But the new verse, in order to find a rhyme for the egregious "sled," makes
Nellie illiterate. Nay, not just illiterate, but so dim-witted that she doesn't care
what the pictures are of, as long as they contain the primary colors.
Another version shows up that has Nellie want a "storybook; one she hasn't
read." Slightly better. But it misses the point: The children are all different,
and the song isn't saying what all boys want, or all girls; it's saying what the
singer's older brother and sisters want. They're individuals.
Then we come to the last quatrain. The littlest kid in a family often feels like
"his little brain isn't very bright," because the older kids all know so much.
They have definite preferences, but he doesn't yet know what's even available
in the wide world. (This was written before television, remember.)
But apparently we can't let a child sing a self-deprecating verse.
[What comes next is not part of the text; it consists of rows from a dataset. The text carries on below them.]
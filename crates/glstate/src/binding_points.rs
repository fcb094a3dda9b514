//! Per-unit texture bindings, reported as one integer array per target.

use alloc::vec::Vec;

use crate::{
    error::ReportError,
    state::{ArrayValue, Capture, StateSource, StateValue},
};

/// Texture units queried per target.
pub const MAX_TEXTURE_LAYERS: usize = 32;

const TARGET_COUNT: usize = 10;

/// Binding targets, in report order.
#[derive(Copy, Clone, Debug, PartialEq, Eq, Hash)]
pub enum TextureTarget {
    Texture1D,
    Texture1DArray,
    Texture2D,
    Texture2DArray,
    Texture2DMultisample,
    Texture2DMultisampleArray,
    Texture3D,
    Buffer,
    CubeMap,
    Rectangle,
}

impl TextureTarget {
    pub const ALL: [TextureTarget; TARGET_COUNT] = [
        Self::Texture1D,
        Self::Texture1DArray,
        Self::Texture2D,
        Self::Texture2DArray,
        Self::Texture2DMultisample,
        Self::Texture2DMultisampleArray,
        Self::Texture3D,
        Self::Buffer,
        Self::CubeMap,
        Self::Rectangle,
    ];

    /// Name of the binding query, which is also the report key.
    pub fn binding_name(self) -> &'static str {
        match self {
            Self::Texture1D => "GL_TEXTURE_BINDING_1D",
            Self::Texture1DArray => "GL_TEXTURE_BINDING_1D_ARRAY",
            Self::Texture2D => "GL_TEXTURE_BINDING_2D",
            Self::Texture2DArray => "GL_TEXTURE_BINDING_2D_ARRAY",
            Self::Texture2DMultisample => "GL_TEXTURE_BINDING_2D_MULTISAMPLE",
            Self::Texture2DMultisampleArray => "GL_TEXTURE_BINDING_2D_MULTISAMPLE_ARRAY",
            Self::Texture3D => "GL_TEXTURE_BINDING_3D",
            Self::Buffer => "GL_TEXTURE_BINDING_BUFFER",
            Self::CubeMap => "GL_TEXTURE_BINDING_CUBE_MAP",
            Self::Rectangle => "GL_TEXTURE_BINDING_RECTANGLE",
        }
    }

    fn index(self) -> usize {
        self as usize
    }
}

/// Texture object names bound to each unit `GL_TEXTURE0..GL_TEXTURE31`, for
/// every target. Unqueried units stay `0`.
#[derive(Clone, Debug, PartialEq, Eq)]
pub struct BindingPoints {
    bindings: [[i32; MAX_TEXTURE_LAYERS]; TARGET_COUNT],
}

impl Default for BindingPoints {
    fn default() -> Self {
        Self {
            bindings: [[0; MAX_TEXTURE_LAYERS]; TARGET_COUNT],
        }
    }
}

impl BindingPoints {
    pub fn new() -> Self {
        Self::default()
    }

    /// Records `texture` as bound to `target` on `layer`.
    ///
    /// Layers past [`MAX_TEXTURE_LAYERS`] are ignored.
    pub fn bind(&mut self, target: TextureTarget, layer: usize, texture: i32) {
        if let Some(slot) = self.bindings[target.index()].get_mut(layer) {
            *slot = texture;
        }
    }

    pub fn layers(&self, target: TextureTarget) -> &[i32; MAX_TEXTURE_LAYERS] {
        &self.bindings[target.index()]
    }
}

impl StateSource for BindingPoints {
    fn capture(&self, capture: &mut Capture<'_>) -> Result<(), ReportError> {
        for target in TextureTarget::ALL {
            let layers = Vec::from(self.layers(target).as_slice());
            capture.attribute(target.binding_name(), &StateValue::Array(ArrayValue::ints(layers)))?;
        }
        Ok(())
    }
}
Too bad, because when you think about it, this is a touchingly altruistic song.
The child is asking Santa Claus to merely tell what he's bringing. He has no
specific gift request. Instead, he's making sure Santa knows what his siblings
want! He's looking out for the older kids!
Come on. Isn't that the Christmas spirit?
So no, I'm not playing. The "new, improved" words are stupid, and they
messed with a pretty wonderful little song. The old words are the only ones
I'll sing. Though that may only prove that my little brain isn't very bright.
It's a song, by the way, that apparently wrote itself -- no author can be found,
at least not with a cursory Google search.
Fortunately, we also can't find who made the politically correct modernizations.